From training pediatric cardiology fellows on simulation models to practicing various types of vascular access to using 3-D printed heart models to help experienced catheterization doctors practice interventions on complex hearts, the team is always developing new simulation technologies.

Cardiology fellows receive crisis resource management training using a high-performance mannequin in one of the catheterization labs, based on previous adverse events. They also use an angiosimulator to learn fundamental skills, such as coronary angiography interpretation and basic catheterization techniques.

Looking to the future, the team is working with a bioengineer in the Boston Children’s Simulation Program to take training one step closer to real life by designing a heart model based on 3-D printing technology. The goal is to give fellows more realistic hands-on experience moving catheters through a heart and doing basic interventions, such as balloon angioplasty and device closures of congenital heart defects.
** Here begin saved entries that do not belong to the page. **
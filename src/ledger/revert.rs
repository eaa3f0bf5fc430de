//! Revert handlers: the exact inverse of each forward handler.
//!
//! Vaults, providers and queued withdrawals rewind from per-block history.
//! Rounds, bids and buyer positions carry no history and are inverted from
//! the event payload instead.

use crate::db::{Restored, StoreTx};
use crate::domain::{Address, Amount, BlockNumber, BuyerFlag, LedgerEvent, RoundState};
use crate::engine::transitions;
use tracing::{debug, info};

use super::forward::{require_round, require_round_by_id, set_flag};
use super::LedgerError;

/// Revert one event inside the block transaction.
pub async fn revert(
    tx: &mut StoreTx,
    event: &LedgerEvent,
    block: BlockNumber,
) -> Result<(), LedgerError> {
    debug!(block = %block, event = event.name(), "Reverting event");
    match event {
        LedgerEvent::VaultDeployed { vault } => match tx.get_vault(vault).await? {
            None => {
                debug!(block = %block, vault = %vault, "Vault already removed");
                Ok(())
            }
            Some(current) if current.latest_block != block => Err(LedgerError::Conflict(format!(
                "vault {} changed at block {} after deployment at {}",
                vault, current.latest_block, block
            ))),
            Some(_) => {
                let restored = tx.revert_vault(vault, block).await?;
                info!(block = %block, vault = %vault, ?restored, "Vault deployment reverted");
                Ok(())
            }
        },
        LedgerEvent::Deposit {
            vault, provider, ..
        }
        | LedgerEvent::Withdraw {
            vault, provider, ..
        }
        | LedgerEvent::StashWithdrawn {
            vault, provider, ..
        } => {
            revert_vault_state(tx, vault, block).await?;
            let restored = tx.revert_provider(vault, provider, block).await?;
            info!(
                block = %block,
                vault = %vault,
                provider = %provider,
                ?restored,
                "{} reverted",
                event.name()
            );
            Ok(())
        }
        LedgerEvent::WithdrawalQueued {
            vault,
            provider,
            round_id,
            queued_before,
            queued_now,
            ..
        } => {
            let round = require_round_by_id(tx, vault, *round_id).await?;
            let round = transitions::unqueue_withdrawal(&round, queued_before, queued_now)?;
            tx.put_round(&round).await?;
            tx.revert_queued(provider, &round.address, block).await?;
            info!(block = %block, round = %round.address, provider = %provider, "Withdrawal queue reverted");
            Ok(())
        }
        LedgerEvent::RoundDeployed { vault, round, .. } => {
            let current = require_round(tx, round).await?;
            transitions::require_state(&current, RoundState::Open, RoundState::Open)?;
            tx.delete_round(round).await?;
            tx.revert_vault(vault, block).await?;
            info!(block = %block, vault = %vault, round = %round, "Option round deployment reverted");
            Ok(())
        }
        LedgerEvent::AuctionStarted { round, .. } => {
            let current = require_round(tx, round).await?;
            let reopened = transitions::unstart_auction(&current)?;
            tx.put_round(&reopened).await?;
            let providers = rewind_vault(tx, &current.vault_address, block).await?;
            info!(block = %block, round = %round, providers, "Auction start reverted");
            Ok(())
        }
        LedgerEvent::AuctionEnded { round, .. } => {
            let current = require_round(tx, round).await?;
            let reopened = transitions::unend_auction(&current)?;
            tx.put_round(&reopened).await?;
            let providers = rewind_vault(tx, &current.vault_address, block).await?;

            let mut cleared = 0usize;
            for mut position in tx.buyers_for_round(round).await? {
                if position.mintable_options.is_zero() && position.refundable_amount.is_zero() {
                    continue;
                }
                position.mintable_options = Amount::zero();
                position.refundable_amount = Amount::zero();
                tx.put_buyer(&position).await?;
                cleared += 1;
            }
            info!(block = %block, round = %round, providers, buyers = cleared, "Auction end reverted");
            Ok(())
        }
        LedgerEvent::RoundSettled { round, .. } => {
            let current = require_round(tx, round).await?;
            let running = transitions::unsettle_round(&current)?;
            tx.put_round(&running).await?;
            let providers = rewind_vault(tx, &current.vault_address, block).await?;
            info!(block = %block, round = %round, providers, "Settlement reverted");
            Ok(())
        }
        LedgerEvent::BidPlaced {
            round,
            bid_id,
            buyer,
            ..
        } => {
            if !tx.delete_bid(round, bid_id).await? {
                return Err(LedgerError::not_found("bid", format!("{}/{}", round, bid_id)));
            }
            let removed_buyer = remove_idle_buyer(tx, round, buyer).await?;
            info!(block = %block, round = %round, bid_id = %bid_id, removed_buyer, "Bid placement reverted");
            Ok(())
        }
        LedgerEvent::BidUpdated {
            round,
            bid_id,
            price_increase,
            nonce_before,
            nonce_after,
        } => {
            let bid = tx
                .get_bid(round, bid_id)
                .await?
                .ok_or_else(|| LedgerError::not_found("bid", format!("{}/{}", round, bid_id)))?;
            let restored =
                transitions::revert_bid_update(&bid, price_increase, *nonce_before, *nonce_after)?;
            tx.put_bid(&restored).await?;
            info!(block = %block, round = %round, bid_id = %bid_id, nonce = restored.nonce, "Bid update reverted");
            Ok(())
        }
        LedgerEvent::OptionsMinted { round, buyer } => {
            unclaim(tx, round, buyer, BuyerFlag::Minted, block).await
        }
        LedgerEvent::OptionsExercised { round, buyer } => {
            unclaim(tx, round, buyer, BuyerFlag::Exercised, block).await
        }
        LedgerEvent::UnusedBidsRefunded { round, buyer } => {
            unclaim(tx, round, buyer, BuyerFlag::Refunded, block).await
        }
    }
}

/// Rewind the vault and every provider it moved at `block`.
async fn rewind_vault(
    tx: &mut StoreTx,
    vault: &Address,
    block: BlockNumber,
) -> Result<usize, LedgerError> {
    revert_vault_state(tx, vault, block).await?;
    Ok(tx.revert_providers_at(vault, block).await?)
}

/// Rewind the vault row to its state before `block`.
///
/// A vault deployed at `block` has no earlier state. The first revert to reach
/// it removes it and later reverts in the same block find it gone.
async fn revert_vault_state(
    tx: &mut StoreTx,
    vault: &Address,
    block: BlockNumber,
) -> Result<(), LedgerError> {
    match tx.revert_vault(vault, block).await? {
        Restored::Removed => {
            debug!(block = %block, vault = %vault, "Vault created in this block removed");
        }
        Restored::Untouched if tx.get_vault(vault).await?.is_none() => {
            debug!(block = %block, vault = %vault, "Vault already removed in this block");
        }
        _ => {}
    }
    Ok(())
}

/// Drop a buyer position that only existed because of the reverted bid.
async fn remove_idle_buyer(
    tx: &mut StoreTx,
    round: &Address,
    buyer: &Address,
) -> Result<bool, LedgerError> {
    if tx.count_buyer_bids(round, buyer).await? > 0 {
        return Ok(false);
    }
    let idle = match tx.get_buyer(round, buyer).await? {
        Some(position) => {
            position.mintable_options.is_zero()
                && position.refundable_amount.is_zero()
                && !position.has_minted
                && !position.has_refunded
                && !position.has_exercised
        }
        None => false,
    };
    if idle {
        tx.delete_buyer(round, buyer).await?;
    }
    Ok(idle)
}

async fn unclaim(
    tx: &mut StoreTx,
    round: &Address,
    buyer: &Address,
    flag: BuyerFlag,
    block: BlockNumber,
) -> Result<(), LedgerError> {
    set_flag(tx, round, buyer, flag, false).await?;
    info!(block = %block, round = %round, buyer = %buyer, flag = %flag, "Buyer claim reverted");
    Ok(())
}
//! Ledger engine: applies decoded events to the entity store and reverts them
//! when a block is retracted.
//!
//! Every block runs in one store transaction. If any event fails the whole
//! block rolls back and the error is returned to the caller, which may retry
//! the block as a unit.

mod error;
pub mod forward;
pub mod revert;

pub use error::LedgerError;
pub use forward::apply;
pub use revert::revert;

use crate::db::{IndexedBlock, Repository, StoreTx};
use crate::domain::{BlockNumber, LedgerEvent};
use std::sync::Arc;
use tracing::{info, warn};

pub struct LedgerEngine {
    repo: Arc<Repository>,
}

impl LedgerEngine {
    pub fn new(repo: Arc<Repository>) -> Self {
        Self { repo }
    }

    pub fn repo(&self) -> &Arc<Repository> {
        &self.repo
    }

    /// Apply `events` in order as block `block`, all or nothing.
    pub async fn apply_block(
        &self,
        block: BlockNumber,
        events: &[LedgerEvent],
    ) -> Result<(), LedgerError> {
        let mut tx = self.repo.begin().await?;
        apply_all(&mut tx, block, events).await?;
        tx.commit().await?;
        Ok(())
    }

    /// Revert `events` of block `block` in reverse order, all or nothing.
    pub async fn revert_block(
        &self,
        block: BlockNumber,
        events: &[LedgerEvent],
    ) -> Result<(), LedgerError> {
        let mut tx = self.repo.begin().await?;
        revert_all(&mut tx, block, events).await?;
        tx.commit().await?;
        Ok(())
    }

    /// Apply a block and record its header and events in the same transaction.
    pub async fn commit_block(&self, block: &IndexedBlock) -> Result<(), LedgerError> {
        let mut tx = self.repo.begin().await?;
        apply_all(&mut tx, block.number, &block.events).await?;
        tx.put_indexed_block(block).await?;
        tx.commit().await?;
        info!(
            block = %block.number,
            hash = %block.hash,
            events = block.events.len(),
            "Block committed"
        );
        Ok(())
    }

    /// Revert a previously committed block from its recorded events and
    /// forget it. Returns the retracted header.
    pub async fn retract_block(&self, number: BlockNumber) -> Result<IndexedBlock, LedgerError> {
        let mut tx = self.repo.begin().await?;
        let block = tx
            .get_indexed_block(number)
            .await?
            .ok_or_else(|| LedgerError::not_found("indexed block", number))?;
        revert_all(&mut tx, number, &block.events).await?;
        tx.delete_indexed_block(number).await?;
        tx.commit().await?;
        warn!(
            block = %number,
            hash = %block.hash,
            events = block.events.len(),
            "Block retracted"
        );
        Ok(block)
    }
}

async fn apply_all(
    tx: &mut StoreTx,
    block: BlockNumber,
    events: &[LedgerEvent],
) -> Result<(), LedgerError> {
    for (index, event) in events.iter().enumerate() {
        apply(tx, event, block).await.map_err(|e| {
            warn!(block = %block, index, event = event.name(), error = %e, "Apply failed, block rolled back");
            e
        })?;
    }
    Ok(())
}

async fn revert_all(
    tx: &mut StoreTx,
    block: BlockNumber,
    events: &[LedgerEvent],
) -> Result<(), LedgerError> {
    for (index, event) in events.iter().enumerate().rev() {
        revert(tx, event, block).await.map_err(|e| {
            warn!(block = %block, index, event = event.name(), error = %e, "Revert failed, block rolled back");
            e
        })?;
    }
    Ok(())
}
Innovative interventions: From the common to the complex

The Cardiac Catheterization Program has a long history of developing non-surgical ways of treating children with heart disease. The team has developed and perfected catheterization procedures for a wide range of clinical uses, from relatively common heart defects to the most rare and complex.

The program was one of the first in the U.S. to perform pulmonary valve replacements (PVRs) in the catheterization lab, starting in 2007 as part of a clinical trial for the Melody valve, and it continues to be a leader in this area. The team is continually looking for new ways to bring the benefits of transcatheter PVR to a wider range of patients. In 2015, the program performed more PVRs in the catheterization lab than by surgery for the first time.

Cardiac catheterization is often a less invasive solution for some cardiac interventions.

The team has also combined catheter and medical treatment of pulmonary vein stenosis, developed innovative catheter and surgical approaches to multiple left heart obstructions, and replaced pulmonary valves in patients who have had surgery for tetralogy of Fallot that preserved the native outflow, including a novel use of hybrid procedures for this indication.

Our forward-thinking approach has supported the development of a list of innovations that weren’t previously available at Boston Children’s, including 3-D rotational angiography, intravascular ultrasound (IVUS), intracardiac echocardiogram (ICE), use of 3-D printed models to plan complex interventions and the use endovascular grafts to treat complex intracardiac defects.

“We continue to foster innovation and constantly strive towards improving and developing new approaches to care,” says Porras.